Further, the example of FIG. 5 illustrates a result of calculation of the similarity between a “train” table in the master data format and a “train/station” table in the “data format Z”. Since both a “train number” column of the “train” table in the master data format and a “train number” column in the “train/station” table in the “data format Z” have the column name “train number”, the coincidence of the column name is calculated as 1×the similarity calculation weight (3)=3. Further, since both the columns have a data type “Integer (integer type)”, the coincidence of the data type is 1.

Further, a similarity calculation result storage unit 105 in the data storage unit 101 stores a result of calculation of the similarity between the table in the master data format and the table in the data format defined in the data structure definition table in a tabular format illustrated in FIG. 6. As data items, a table 1071, a column 1072, a data format 1073, a table 1074, a column 1075, a data type 1076, and a similarity between tables 1077.

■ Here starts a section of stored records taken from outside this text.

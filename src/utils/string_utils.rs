/// Utilitários para manipulação segura de strings UTF-8

/// Trunca uma string de forma segura, sem cortar no meio de um caractere UTF-8
///
/// Usado para logar prefixos de tokens e authorization codes sem vazar o
/// valor completo nos logs.
///
/// # Exemplo
/// ```
/// use hubspot_integration_middleware::utils::string_utils::truncate_safe;
///
/// assert_eq!(truncate_safe("authorization-code", 4), "auth");
/// ```
pub fn truncate_safe(s: &str, max_bytes: usize) -> &str {
    if s.len() <= max_bytes {
        return s;
    }

    // Retroceder até um limite de caractere válido
    let mut end = max_bytes;
    while end > 0 && !s.is_char_boundary(end) {
        end -= 1;
    }

    &s[..end]
}

#[cfg(test)]
mod tests {
    use super::*;

    #[test]
    fn test_truncate_safe_ascii() {
        let text = "Hello, World!";
        assert_eq!(truncate_safe(text, 5), "Hello");
        assert_eq!(truncate_safe(text, 100), text);
    }

    #[test]
    fn test_truncate_safe_utf8() {
        let text = "Olá, mundo!";
        // "Olá" = 4 bytes (O=1, l=1, á=2)
        assert_eq!(truncate_safe(text, 3), "Ol");
        assert_eq!(truncate_safe(text, 4), "Olá");
    }

    #[test]
    fn test_truncate_safe_never_splits_multibyte() {
        let text = "token🌍suffix";
        let result = truncate_safe(text, 7);
        assert!(result.is_char_boundary(result.len()));
        assert!(!result.contains('🌍'));
    }
}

Among the data items, the table 1071, the column 1072, the table 1074, the column 1075, the data type 1076, and the similarity between tables 1077 have similar configurations to the data format example of the similarity calculation result temporary storage unit 103 illustrated in FIG. 5 above. Further, the data format 1073 has a similar configuration to the data item of the data format of the data structure definition table 107. A value stored in a coincidence storage area 1078 has a similar configuration to the data format example of the similarity calculation result temporary storage unit 103 illustrated in FIG. 5 above. The example of FIG. 6 illustrates a result of calculation of the similarity between the “train” table in the master data format and each of all tables in the “data format X” and the “data format Y”.

Further, a data conversion processing component definition table 104 in the data storage unit 101 is a data table that defines information of the data conversion program for converting a data format, and has the data format illustrated in FIG. 7.

As data items, a conversion source data format 1061, a conversion source table 1042, a conversion source column 1063, a conversion destination data format 1064, a conversion destination table 1065, a conversion destination column 1066, and a program file name 1067 are included.

Among the data items, the conversion source data format 1061 indicates a data format of conversion source data, the conversion source table 1042 indicates a data table name of the conversion source data, and the conversion source column 1063 indicates a column name of a conversion source data table.

Further, the conversion destination data format 1064 indicates a data format of the conversion destination data, the conversion destination table 1045 indicates a data table name of the conversion destination data, the conversion destination column 1066 indicates a column name of a conversion destination data table, and the program file name 1067 indicates a file name of a program for converting data from the conversion source column 1063 into the conversion destination column 1066.

In the example of the data conversion processing component definition table 104 illustrated in FIG. 7, a name of a program “prg00001.dat” for converting a column “train number” of a table “station time” in the master data format into a column “train number” of a table “train information” in the “data format X” is stored.

Concept of Data Conversion Processing Here, the concept of the principle of the data conversion processing in the data integration apparatus 100 according to the present embodiment will be described. FIG. 8 is an explanatory diagram illustrating the principle of the data conversion processing in the data integration apparatus 100.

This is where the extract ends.